After five minutes it’s time for me to make my move, but I choke, seemingly unable to do what I’d been sent here to do. Maybe it’s fear of drawing attention to myself during an exam, like all those dreams where you can’t read the paper and then soil yourself. Maybe it was that Ian seemed like a nice guy who didn’t need this kind of hassle. Another five minutes passed and I started to picture the people from the agency sitting outside in a van, listening through headphones and sweating through their wife-beaters, revolvers hanging loose at their sides.
‘Now look, what’s your guy playing at?’ the one who looks like Bogart in Key Largo asks, ‘I thought this rat would squeak?’
‘Jeez I dunno,’ replies the other, played by Robert Mitchum, ‘let’s cut him loose before he brings the heat down on us.’
As their imaginary van tears away, my skin starts to tingle and I stare into the wood grain of my desk. If Ian has noticed, he probably thinks I’m stressed out on account of having so little knowledge of UK transit law. I look up but he’s engrossed in a paperback. According to the clock we’ve had half of our allotted time- half- and I know that it’s now or never. I reach into my pocket very, very slowly, and take out the phone. Ian immediately looks up from his book, like he’s been waiting for this, and he frowns with his head set on one side like a faithful dog that doesn’t understand why you’re shouting at it.

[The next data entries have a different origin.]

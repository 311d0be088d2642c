//! Artifact rendering entry points
//!
//! Tone routines paint background, decoration and sentences; the footer
//! is always painted last so nothing can cover it.

mod footer;
mod fusion;
mod gentle;
mod intense;
mod scene;

pub use footer::{FOOTER_MARK, FOOTER_OFFSET};

use std::sync::Arc;
use std::time::Instant;

use tracing::{debug, info};

use crate::analysis::AnalysisResult;
use crate::canvas::Canvas;
use crate::error::{RenderError, Result};
use crate::raster::{Artifact, FontBook, RasterCanvas};
use crate::tone::Tone;

use scene::Scene;

/// Edge length of the square artifact in pixels
pub const ARTIFACT_SIZE: u32 = 1080;

/// Renders artifacts with a fixed set of fonts
///
/// Cheap to clone and safe to share across threads; every call to
/// [`ArtifactGenerator::generate`] uses its own surface.
#[derive(Debug, Clone)]
pub struct ArtifactGenerator {
    fonts: Arc<FontBook>,
}

impl Default for ArtifactGenerator {
    fn default() -> Self {
        Self::with_builtin_font()
    }
}

impl ArtifactGenerator {
    pub fn new(fonts: FontBook) -> Self {
        Self {
            fonts: Arc::new(fonts),
        }
    }

    pub fn with_builtin_font() -> Self {
        Self::new(FontBook::builtin())
    }

    pub fn fonts(&self) -> &FontBook {
        &self.fonts
    }

    /// Draw `analysis` onto a caller-supplied canvas
    pub fn render_into(&self, canvas: &mut dyn Canvas, analysis: &AnalysisResult) -> Result<()> {
        render_artifact(canvas, analysis)
    }

    /// Render `analysis` into a new [`ARTIFACT_SIZE`] square image
    pub fn generate(&self, analysis: &AnalysisResult) -> Result<Artifact> {
        let start = Instant::now();

        let mut canvas = RasterCanvas::new(ARTIFACT_SIZE, ARTIFACT_SIZE, Arc::clone(&self.fonts))?;
        self.render_into(&mut canvas, analysis)?;

        info!(
            "Generated {} artifact in {}ms",
            analysis.tone(),
            start.elapsed().as_millis()
        );
        Ok(canvas.into_artifact())
    }
}

/// Render with the embedded font
pub fn generate_artifact(analysis: &AnalysisResult) -> Result<Artifact> {
    ArtifactGenerator::with_builtin_font().generate(analysis)
}

/// Validate `analysis` and draw it onto any canvas
pub fn render_artifact(canvas: &mut dyn Canvas, analysis: &AnalysisResult) -> Result<()> {
    if canvas.width() == 0 || canvas.height() == 0 {
        return Err(RenderError::Surface(format!(
            "Canvas is empty ({}x{})",
            canvas.width(),
            canvas.height()
        )));
    }
    analysis.validate()?;

    if Tone::from_name(&analysis.tone).is_none() {
        debug!("Unknown tone '{}', rendering as fusion", analysis.tone);
    }

    render_tone(analysis.tone(), canvas, analysis)
}

/// Draw one tone's composition followed by the footer
///
/// Does not validate the sentence count; missing sentences are skipped and
/// extras beyond the third are ignored.
pub fn render_tone(tone: Tone, canvas: &mut dyn Canvas, analysis: &AnalysisResult) -> Result<()> {
    let mut scene = Scene::new(tone, analysis, canvas.width(), canvas.height());

    match tone {
        Tone::Fusion => fusion::draw(canvas, &mut scene)?,
        Tone::Gentle => gentle::draw(canvas, &mut scene)?,
        Tone::Intense => intense::draw(canvas, &mut scene)?,
    }

    footer::draw(canvas, &scene)
}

He stands up, crossing over to me in a single stride. The movement distracts the other students and they stop working as Ian hunches to speak softly in my ear. They can’t hear what he’s saying to me. They just see me nod, and put my phone back in my pocket. They see gestures of explanation from him, restrained to reflect the solemnity of the room. They think he looks almost apologetic, confused too and more than a little angry. They see me blink away inexplicable tears, and those who didn’t notice me get the phone out wonder what the hell is going on as I silently pack away my belongings and leave the room.